Hooked up the quad and set off up the sun bathed glen, took a sharp left and headed for the summits. There was a cold and strong north westerly blowing and glassing the far side we spotted two groups sheltering in the heather. Not a lot of cover up there so the stalk would be long and involve a lot of crawling. It's not called stalking for nothing. After 90 mins of crawling up burns, through peat bogs and over marsh land we were in a firing position, 100yds out with the rifle unsleeved and ready to go. As we all know, however, it's not over until you have them in the larder and this was no exception. Two sheep decided they wanted to be with their pals and set of at a jog to join them. This was enough to spook the our hinds and push them further down the glen to where the second herd was. The incoming hinds was enough to unsettle the second group who then took of for the side of the glen we had just come from.

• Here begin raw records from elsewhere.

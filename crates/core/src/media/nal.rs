//! H.264 NAL unit model (RFC 6184 §1.3).
//!
//! ```text
//! +---------------+
//! |0|1|2|3|4|5|6|7|
//! +-+-+-+-+-+-+-+-+
//! |F|NRI|  Type   |
//! +---------------+
//! ```

use std::borrow::Cow;

use crate::error::FramingError;

/// Size of the H.264 NAL unit header in bytes.
pub const NAL_HEADER_SIZE: usize = 1;

/// NAL unit type code (5 bits).
#[derive(Debug, Clone, Copy, PartialEq, Eq, Hash)]
pub enum NalUnitType {
    /// Coded slice of a non-IDR picture.
    Slice,
    SliceDataA,
    SliceDataB,
    SliceDataC,
    /// Coded slice of an IDR picture (keyframe).
    Idr,
    Sei,
    /// Sequence parameter set.
    Sps,
    /// Picture parameter set.
    Pps,
    AccessUnitDelimiter,
    EndOfSequence,
    EndOfStream,
    FillerData,
    /// Single-time aggregation packet (RFC 6184 §5.7.1).
    StapA,
    /// Fragmentation unit, non-interleaved (RFC 6184 §5.8).
    FuA,
    Other(u8),
}

impl NalUnitType {
    pub fn from_u8(value: u8) -> Self {
        match value & 0x1f {
            1 => Self::Slice,
            2 => Self::SliceDataA,
            3 => Self::SliceDataB,
            4 => Self::SliceDataC,
            5 => Self::Idr,
            6 => Self::Sei,
            7 => Self::Sps,
            8 => Self::Pps,
            9 => Self::AccessUnitDelimiter,
            10 => Self::EndOfSequence,
            11 => Self::EndOfStream,
            12 => Self::FillerData,
            24 => Self::StapA,
            28 => Self::FuA,
            other => Self::Other(other),
        }
    }

    pub fn as_u8(self) -> u8 {
        match self {
            Self::Slice => 1,
            Self::SliceDataA => 2,
            Self::SliceDataB => 3,
            Self::SliceDataC => 4,
            Self::Idr => 5,
            Self::Sei => 6,
            Self::Sps => 7,
            Self::Pps => 8,
            Self::AccessUnitDelimiter => 9,
            Self::EndOfSequence => 10,
            Self::EndOfStream => 11,
            Self::FillerData => 12,
            Self::StapA => 24,
            Self::FuA => 28,
            Self::Other(v) => v & 0x1f,
        }
    }

    /// Video coding layer units carry picture data and need a presentation time.
    pub fn is_vcl(self) -> bool {
        matches!(
            self,
            Self::Slice | Self::SliceDataA | Self::SliceDataB | Self::SliceDataC | Self::Idr
        )
    }
}

/// Parsed one-byte NAL unit header.
#[derive(Debug, Clone, Copy, PartialEq, Eq)]
pub struct NalHeader {
    /// `forbidden_zero_bit`; set by some senders to flag known corruption.
    pub forbidden: bool,
    /// `nal_ref_idc` (2 bits). Non-zero means the unit is used for reference.
    pub nri: u8,
    pub unit_type: NalUnitType,
}

impl NalHeader {
    pub fn parse(byte: u8) -> Self {
        Self {
            forbidden: byte & 0x80 != 0,
            nri: (byte >> 5) & 0x03,
            unit_type: NalUnitType::from_u8(byte),
        }
    }

    pub fn to_byte(self) -> u8 {
        ((self.forbidden as u8) << 7) | ((self.nri & 0x03) << 5) | self.unit_type.as_u8()
    }

    /// Whether other pictures may reference this unit.
    pub fn is_reference(self) -> bool {
        self.nri != 0
    }
}

/// A single NAL unit: header plus payload bytes.
///
/// On the send path the payload borrows the caller's encoded frame; units
/// rebuilt from fragments own their bytes, since the datagrams they came
/// from are gone by the time the unit is complete.
#[derive(Debug, Clone, PartialEq, Eq)]
pub struct NalUnit<'a> {
    pub header: NalHeader,
    pub payload: Cow<'a, [u8]>,
}

impl<'a> NalUnit<'a> {
    /// View `data` (header byte followed by payload) as a NAL unit without copying.
    pub fn parse(data: &'a [u8]) -> Result<Self, FramingError> {
        let (&first, payload) = data.split_first().ok_or(FramingError::MissingHeader)?;
        Ok(Self {
            header: NalHeader::parse(first),
            payload: Cow::Borrowed(payload),
        })
    }

    pub fn owned(header: NalHeader, payload: Vec<u8>) -> NalUnit<'static> {
        NalUnit {
            header,
            payload: Cow::Owned(payload),
        }
    }

    pub fn unit_type(&self) -> NalUnitType {
        self.header.unit_type
    }

    /// Size on the wire, header included. Never less than one.
    pub fn wire_size(&self) -> usize {
        NAL_HEADER_SIZE + self.payload.len()
    }

    /// Whether any bytes follow the header.
    pub fn has_payload(&self) -> bool {
        !self.payload.is_empty()
    }

    /// Header byte followed by the payload.
    pub fn to_bytes(&self) -> Vec<u8> {
        let mut out = Vec::with_capacity(self.wire_size());
        out.push(self.header.to_byte());
        out.extend_from_slice(&self.payload);
        out
    }

    /// The unit prefixed with a 4-byte Annex B start code.
    pub fn to_annex_b(&self) -> Vec<u8> {
        let mut out = Vec::with_capacity(4 + self.wire_size());
        out.extend_from_slice(&[0, 0, 0, 1]);
        out.push(self.header.to_byte());
        out.extend_from_slice(&self.payload);
        out
    }

    pub fn into_owned(self) -> NalUnit<'static> {
        NalUnit {
            header: self.header,
            payload: Cow::Owned(self.payload.into_owned()),
        }
    }
}

#[cfg(test)]
mod tests {
    use super::*;

    #[test]
    fn header_fields() {
        let h = NalHeader::parse(0x65);
        assert!(!h.forbidden);
        assert_eq!(h.nri, 3);
        assert_eq!(h.unit_type, NalUnitType::Idr);
        assert!(h.is_reference());
        assert_eq!(h.to_byte(), 0x65);
    }

    #[test]
    fn non_reference_slice() {
        let h = NalHeader::parse(0x01);
        assert_eq!(h.unit_type, NalUnitType::Slice);
        assert!(!h.is_reference());
    }

    #[test]
    fn unknown_type_preserved() {
        let h = NalHeader::parse(0x7e);
        assert_eq!(h.unit_type, NalUnitType::Other(30));
        assert_eq!(h.to_byte(), 0x7e);
    }

    #[test]
    fn vcl_classification() {
        assert!(NalUnitType::Idr.is_vcl());
        assert!(NalUnitType::Slice.is_vcl());
        assert!(!NalUnitType::Sps.is_vcl());
        assert!(!NalUnitType::Sei.is_vcl());
    }

    #[test]
    fn parse_borrows() {
        let data = [0x67, 0x42, 0x00, 0x1e];
        let nal = NalUnit::parse(&data).unwrap();
        assert!(matches!(nal.payload, Cow::Borrowed(_)));
        assert_eq!(nal.unit_type(), NalUnitType::Sps);
        assert_eq!(nal.wire_size(), 4);
        assert_eq!(nal.to_bytes(), data);
    }

    #[test]
    fn header_only_unit() {
        let nal = NalUnit::parse(&[0x09]).unwrap();
        assert_eq!(nal.wire_size(), 1);
        assert!(!nal.has_payload());
        assert!(NalUnit::parse(&[0x09, 0x10]).unwrap().has_payload());
    }

    #[test]
    fn parse_empty_fails() {
        assert_eq!(NalUnit::parse(&[]), Err(FramingError::MissingHeader));
    }

    #[test]
    fn annex_b_prefix() {
        let nal = NalUnit::parse(&[0x68, 0xce]).unwrap();
        assert_eq!(nal.to_annex_b(), vec![0, 0, 0, 1, 0x68, 0xce]);
    }
}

We headed back for the quad and whilst using it as a wind break we ate our rolls, drank our tea, had a bit of crack and watched the grouse running around in the heather.

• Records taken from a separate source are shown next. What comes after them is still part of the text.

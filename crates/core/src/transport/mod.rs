//! Datagram transport underneath a session.
//!
//! A [`Transport`] moves whole datagrams between the two endpoints. It is
//! driven from the session's execution context, and reports asynchronous
//! state (readiness, failure, cancellation, received messages) back into
//! that same context through an [`EventSink`].
//!
//! - [`udp::UdpTransport`]: a connected socket owned by one sending session.
//! - [`udp::PeerTransport`]: one peer of a [`Listener`](crate::Listener),
//!   sharing the listener's socket.
//!
//! Heartbeats and RTP share the channel. A heartbeat is the fixed payload
//! [`KEEP_ALIVE`], whose first byte can never start a version-2 RTP header.

pub mod udp;

use std::sync::Arc;
use std::sync::atomic::{AtomicU64, AtomicUsize, Ordering};
use std::sync::mpsc::{self, TrySendError};

use crate::error::{Result, StreamError};
use crate::session::driver::Command;

pub use udp::{PeerTransport, UdpTransport};

/// Heartbeat payload.
pub const KEEP_ALIVE: &[u8] = b"keep-alive";

/// An application-level datagram.
#[derive(Debug, Clone, PartialEq, Eq)]
pub enum Message {
    /// An RTP packet.
    Media(Vec<u8>),
    KeepAlive,
}

impl Message {
    pub fn from_datagram(data: Vec<u8>) -> Self {
        if data == KEEP_ALIVE {
            Self::KeepAlive
        } else {
            Self::Media(data)
        }
    }
}

/// Asynchronous notifications from a transport.
#[derive(Debug, Clone, PartialEq, Eq)]
pub enum TransportEvent {
    /// The path is usable.
    Ready,
    /// The path broke; the session cannot continue.
    Failed(String),
    /// The transport was closed on request.
    Cancelled,
    Received(Message),
}

/// Handle a transport uses to post events into its session's context.
///
/// The session's queue is bounded. Received datagrams are offered without
/// waiting and dropped when the session already holds its quota of them;
/// the gap then shows up as sequence loss. Every other event waits for room.
#[derive(Debug, Clone)]
pub struct EventSink {
    tx: mpsc::SyncSender<Command>,
    backlog: Arc<Backlog>,
}

impl EventSink {
    pub(crate) fn new(tx: mpsc::SyncSender<Command>, backlog: Arc<Backlog>) -> Self {
        Self { tx, backlog }
    }

    /// Queue an event. Fails once the session's context has exited.
    ///
    /// A received datagram that does not fit is counted and discarded, which
    /// is not an error.
    pub fn post(&self, event: TransportEvent) -> Result<()> {
        match event {
            TransportEvent::Received(message) => self.offer(message),
            event => self.command(Command::Transport(event)),
        }
    }

    /// Queue a control command, waiting for room if needed.
    pub(crate) fn command(&self, command: Command) -> Result<()> {
        self.tx.send(command).map_err(|_| StreamError::SessionClosed)
    }

    #[cfg(test)]
    pub(crate) fn backlog(&self) -> &Backlog {
        &self.backlog
    }

    fn offer(&self, message: Message) -> Result<()> {
        if !self.backlog.admit() {
            tracing::trace!("session backlog full, datagram dropped");
            return Ok(());
        }
        match self
            .tx
            .try_send(Command::Transport(TransportEvent::Received(message)))
        {
            Ok(()) => Ok(()),
            Err(TrySendError::Full(_)) => {
                self.backlog.release();
                self.backlog.record_drop();
                Ok(())
            }
            Err(TrySendError::Disconnected(_)) => {
                self.backlog.release();
                Err(StreamError::SessionClosed)
            }
        }
    }
}

/// Accounting for received datagrams waiting in a session's queue.
///
/// The queue itself has room for `capacity` datagrams plus a small reserve,
/// so control events always find a slot even when media has filled its share.
#[derive(Debug)]
pub(crate) struct Backlog {
    capacity: usize,
    queued: AtomicUsize,
    dropped: AtomicU64,
}

impl Backlog {
    pub(crate) fn new(capacity: usize) -> Self {
        Self {
            capacity,
            queued: AtomicUsize::new(0),
            dropped: AtomicU64::new(0),
        }
    }

    /// Reserve a slot for one datagram, or count it as dropped.
    fn admit(&self) -> bool {
        let admitted = self
            .queued
            .fetch_update(Ordering::SeqCst, Ordering::SeqCst, |n| {
                (n < self.capacity).then_some(n + 1)
            })
            .is_ok();
        if !admitted {
            self.record_drop();
        }
        admitted
    }

    /// A queued datagram was taken off the queue.
    pub(crate) fn release(&self) {
        let _ = self
            .queued
            .fetch_update(Ordering::SeqCst, Ordering::SeqCst, |n| n.checked_sub(1));
    }

    fn record_drop(&self) {
        self.dropped.fetch_add(1, Ordering::SeqCst);
    }

    #[cfg(test)]
    pub(crate) fn queued(&self) -> usize {
        self.queued.load(Ordering::SeqCst)
    }

    /// Drops since the last call.
    pub(crate) fn take_dropped(&self) -> u64 {
        self.dropped.swap(0, Ordering::SeqCst)
    }
}

/// Datagram delivery used by a [`Session`](crate::session::Session).
pub trait Transport: Send {
    /// Start establishing the path. Readiness is reported later as
    /// [`TransportEvent::Ready`]; an immediate error fails the session.
    fn connect(&mut self) -> Result<()>;

    /// Send one datagram.
    fn send(&mut self, payload: &[u8]) -> Result<()>;

    /// Send the packets of one access unit together.
    ///
    /// Each packet completes on its own: a failure is logged and the rest
    /// of the batch is still sent. Returns how many were sent.
    fn send_batch(&mut self, batch: &[Vec<u8>]) -> usize {
        let mut sent = 0;
        for (i, packet) in batch.iter().enumerate() {
            match self.send(packet) {
                Ok(()) => sent += 1,
                Err(e) => {
                    tracing::warn!(index = i, batch = batch.len(), error = %e, "packet send failed")
                }
            }
        }
        sent
    }

    /// Close the path. Late events after this are ignored by the session.
    fn cancel(&mut self);
}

We could just see the heads of the beasts sitting on our side of the glen so a plan was formulated to head up the shoulder and then drop down the face to come out above the hinds. Great. Once again the beasts were spooked by something and on the final approach, down wind and out of sight, we watched them head off back down the face, accross the valley floor and back up the face they were on that morning. As we watched them moving they were joined by a group of stags that had been sheltering in a gully and been unsettled by the moving hinds.

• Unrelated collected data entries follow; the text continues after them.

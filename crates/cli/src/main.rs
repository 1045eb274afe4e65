use std::fs::File;
use std::io::{self, Write};
use std::net::SocketAddr;
use std::path::{Path, PathBuf};
use std::thread;
use std::time::{Duration, Instant};

use clap::{Parser, Subcommand};
use rtpstream::media::extract_nal_units;
use rtpstream::{
    DecodeConfiguration, Listener, NalUnit, Role, SessionConfig, SessionDelegate, SessionHandle,
    SessionState,
};
use tracing_subscriber::EnvFilter;

#[derive(Parser)]
#[command(name = "rtpstream", about = "Send or receive H.264 over RTP/UDP")]
struct Args {
    #[command(subcommand)]
    command: Command,
}

#[derive(Subcommand)]
enum Command {
    /// Accept streams from any number of senders
    Listen {
        /// Bind address (host:port)
        #[arg(long, short, default_value = "0.0.0.0:5004")]
        bind: String,
        /// Append every received stream as Annex B to this file
        #[arg(long, short)]
        output: Option<PathBuf>,
        /// Seconds of silence before a peer's session fails
        #[arg(long, default_value_t = 10)]
        timeout: u64,
    },
    /// Stream an Annex B file to a listener
    Send {
        /// Listener address (host:port)
        #[arg(long, short)]
        peer: SocketAddr,
        /// Annex B H.264 elementary stream
        #[arg(long, short)]
        input: PathBuf,
        /// Local bind address
        #[arg(long, default_value = "0.0.0.0:0")]
        bind: String,
        #[arg(long, default_value_t = 30)]
        fps: u32,
        /// Largest RTP payload in bytes
        #[arg(long, default_value_t = 1400)]
        mtu: usize,
    },
}

fn main() {
    tracing_subscriber::fmt()
        .with_env_filter(EnvFilter::try_from_default_env().unwrap_or_else(|_| EnvFilter::new("info")))
        .init();

    let result = match Args::parse().command {
        Command::Listen {
            bind,
            output,
            timeout,
        } => listen(&bind, output, timeout),
        Command::Send {
            peer,
            input,
            bind,
            fps,
            mtu,
        } => send(&bind, peer, &input, fps, mtu),
    };

    if let Err(e) = result {
        eprintln!("error: {e}");
        std::process::exit(1);
    }
}

/// Logs what a peer sends and optionally dumps it to a file.
struct Dump {
    peer: SocketAddr,
    out: Option<File>,
    frames: u64,
}

impl Dump {
    fn write(&mut self, bytes: &[u8]) {
        if let Some(out) = &mut self.out {
            if let Err(e) = out.write_all(bytes) {
                tracing::warn!(peer = %self.peer, error = %e, "output write failed, disabling");
                self.out = None;
            }
        }
    }
}

impl SessionDelegate for Dump {
    fn on_state_changed(&mut self, state: SessionState) {
        tracing::info!(peer = %self.peer, ?state, frames = self.frames, "stream state");
    }

    fn on_decode_configuration_ready(&mut self, configuration: &DecodeConfiguration) {
        tracing::info!(
            peer = %self.peer,
            profile_level_id = configuration.profile_level_id().as_deref().unwrap_or("?"),
            sprop = %configuration.sprop_parameter_sets(),
            "decoder configured"
        );
        self.write(&configuration.to_annex_b());
    }

    fn on_access_unit_ready(&mut self, data: &[u8], presentation_time: Instant) {
        self.frames += 1;
        tracing::debug!(
            peer = %self.peer,
            size = data.len(),
            due_in_ms = presentation_time.saturating_duration_since(Instant::now()).as_millis() as u64,
            "picture"
        );
        self.write(&[0, 0, 0, 1]);
        self.write(data);
    }
}

fn listen(bind: &str, output: Option<PathBuf>, timeout: u64) -> rtpstream::Result<()> {
    let config = SessionConfig {
        receive_timeout: Duration::from_secs(timeout),
        ..Default::default()
    };
    let path = output;
    let mut listener = Listener::new(bind, config, move |peer: SocketAddr| {
        let out = path.as_ref().and_then(|p| {
            File::options()
                .create(true)
                .append(true)
                .open(p)
                .inspect_err(|e| tracing::warn!(path = %p.display(), error = %e, "cannot open output"))
                .ok()
        });
        Dump {
            peer,
            out,
            frames: 0,
        }
    });

    let addr = listener.start()?;
    println!("Listening on {addr}, press Enter to stop");
    let mut input = String::new();
    io::stdin().read_line(&mut input)?;

    listener.stop();
    Ok(())
}

struct Quiet;

impl SessionDelegate for Quiet {
    fn on_state_changed(&mut self, state: SessionState) {
        tracing::info!(?state, "sender state");
    }

    fn on_access_unit_ready(&mut self, _data: &[u8], _presentation_time: Instant) {}
}

fn send(bind: &str, peer: SocketAddr, input: &Path, fps: u32, mtu: usize) -> rtpstream::Result<()> {
    let data = std::fs::read(input)?;
    let units = extract_nal_units(&data)
        .into_iter()
        .map(NalUnit::parse)
        .collect::<Result<Vec<_>, _>>()?;
    let access_units = group_access_units(units);
    tracing::info!(frames = access_units.len(), path = %input.display(), "stream loaded");

    let config = SessionConfig {
        max_packet_payload_size: mtu,
        ..Default::default()
    };
    let handle = SessionHandle::connect_udp(Role::Sender, bind, peer, config, Quiet)?;

    let deadline = Instant::now() + Duration::from_secs(5);
    while handle.state() == SessionState::Preparing || handle.state() == SessionState::Setup {
        if Instant::now() >= deadline {
            return Err(rtpstream::StreamError::NotConnected(handle.state()));
        }
        thread::sleep(Duration::from_millis(10));
    }

    let frame_interval = Duration::from_secs(1) / fps.max(1);
    let start = Instant::now();
    for (i, units) in access_units.into_iter().enumerate() {
        let pts = frame_interval * i as u32;
        handle.send_units(units, pts)?;
        if let Some(wait) = (start + pts + frame_interval).checked_duration_since(Instant::now()) {
            thread::sleep(wait);
        }
    }

    handle.cancel();
    if let Some(stats) = handle.join() {
        tracing::info!(?stats, "stream finished");
    }
    Ok(())
}

/// Split a NAL unit sequence into access units.
///
/// A new access unit begins at an access unit delimiter, at a parameter
/// set following a picture, or at any picture following a picture.
fn group_access_units(units: Vec<NalUnit<'_>>) -> Vec<Vec<NalUnit<'static>>> {
    use rtpstream::NalUnitType::{AccessUnitDelimiter, Pps, Sps};

    let mut frames = Vec::new();
    let mut current: Vec<NalUnit<'static>> = Vec::new();
    let mut has_picture = false;

    for unit in units {
        let unit_type = unit.unit_type();
        let boundary = match unit_type {
            AccessUnitDelimiter => !current.is_empty(),
            Sps | Pps => has_picture,
            t => t.is_vcl() && has_picture,
        };
        if boundary {
            frames.push(std::mem::take(&mut current));
            has_picture = false;
        }
        has_picture |= unit_type.is_vcl();
        current.push(unit.into_owned());
    }
    if !current.is_empty() {
        frames.push(current);
    }
    frames
}

#[cfg(test)]
mod tests {
    use super::*;

    fn types(frames: &[Vec<NalUnit<'static>>]) -> Vec<Vec<u8>> {
        frames
            .iter()
            .map(|f| f.iter().map(|u| u.unit_type().as_u8()).collect())
            .collect()
    }

    #[test]
    fn groups_by_picture() {
        let stream: [&[u8]; 9] = [
            &[0x09, 0x10],
            &[0x67, 0x42],
            &[0x68, 0xce],
            &[0x65, 0x88],
            &[0x41, 0x9a],
            &[0x06, 0x05],
            &[0x41, 0x9b],
            &[0x67, 0x42],
            &[0x65, 0x88],
        ];
        let units = stream
            .into_iter()
            .map(|b| NalUnit::parse(b).unwrap())
            .collect();
        assert_eq!(
            types(&group_access_units(units)),
            vec![vec![9, 7, 8, 5], vec![1, 6], vec![1], vec![7, 5]]
        );
    }
}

Mid afternoon by now so we had little choice other than to head down the face, pass the ruined shepherds cottage and rowan tree, over the valley floor, climb the opposite face, get some height and try and get into the herd, who had come to settle in the middle of a bowl, from the side. It was going to be a long and tiring stalk with the last 100yds crawling through the heather. We got to where we needed to be and you guessed it, just as the rifle came to the shoulder they moved of over the march to live another day.
For me stalking isn't about the kill. Its about being out there in the hills. Feeling the wind on your face. Being part of nature and observing nature as it happens all round you. Today I have had the privialage to watch hinds and stags, admire their majesty and wonder as to how well adapted they are to their environment. Where, despite not being able to see us or wind us they knew something was not right and won the day.
I didn't fire a shot today but I have seen things that I will remember forever, what a fantastic day.